▸ **What you will do**
Count the lines below that contain the word "EngineKilled", and give only that number.
+ + + + +
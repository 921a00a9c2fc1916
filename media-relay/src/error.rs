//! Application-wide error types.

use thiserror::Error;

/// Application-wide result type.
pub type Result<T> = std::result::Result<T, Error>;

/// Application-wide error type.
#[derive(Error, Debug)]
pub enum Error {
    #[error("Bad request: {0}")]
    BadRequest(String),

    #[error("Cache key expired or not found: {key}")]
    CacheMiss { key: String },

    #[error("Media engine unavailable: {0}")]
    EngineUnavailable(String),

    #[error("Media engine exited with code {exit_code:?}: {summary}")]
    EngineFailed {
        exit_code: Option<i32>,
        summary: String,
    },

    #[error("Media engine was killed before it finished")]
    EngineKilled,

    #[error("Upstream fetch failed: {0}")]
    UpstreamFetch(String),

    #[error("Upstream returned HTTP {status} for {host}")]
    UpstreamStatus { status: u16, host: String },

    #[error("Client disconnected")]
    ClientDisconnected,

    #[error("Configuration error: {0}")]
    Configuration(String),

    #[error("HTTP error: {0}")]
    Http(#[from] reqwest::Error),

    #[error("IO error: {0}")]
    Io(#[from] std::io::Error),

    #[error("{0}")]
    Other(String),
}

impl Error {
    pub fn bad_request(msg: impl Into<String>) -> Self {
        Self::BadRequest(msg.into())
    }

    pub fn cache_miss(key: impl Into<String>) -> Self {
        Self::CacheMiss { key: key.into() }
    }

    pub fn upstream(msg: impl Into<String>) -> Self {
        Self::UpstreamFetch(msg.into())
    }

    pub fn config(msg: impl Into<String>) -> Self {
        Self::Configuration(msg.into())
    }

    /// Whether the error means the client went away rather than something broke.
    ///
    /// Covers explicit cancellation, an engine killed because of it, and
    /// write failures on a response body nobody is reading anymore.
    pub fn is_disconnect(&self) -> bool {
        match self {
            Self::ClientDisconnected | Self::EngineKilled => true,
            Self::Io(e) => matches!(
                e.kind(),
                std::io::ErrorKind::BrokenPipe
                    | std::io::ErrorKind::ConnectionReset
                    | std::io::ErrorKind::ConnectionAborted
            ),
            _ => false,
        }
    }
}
+ + + + +
▸ **Response to the exercise**
2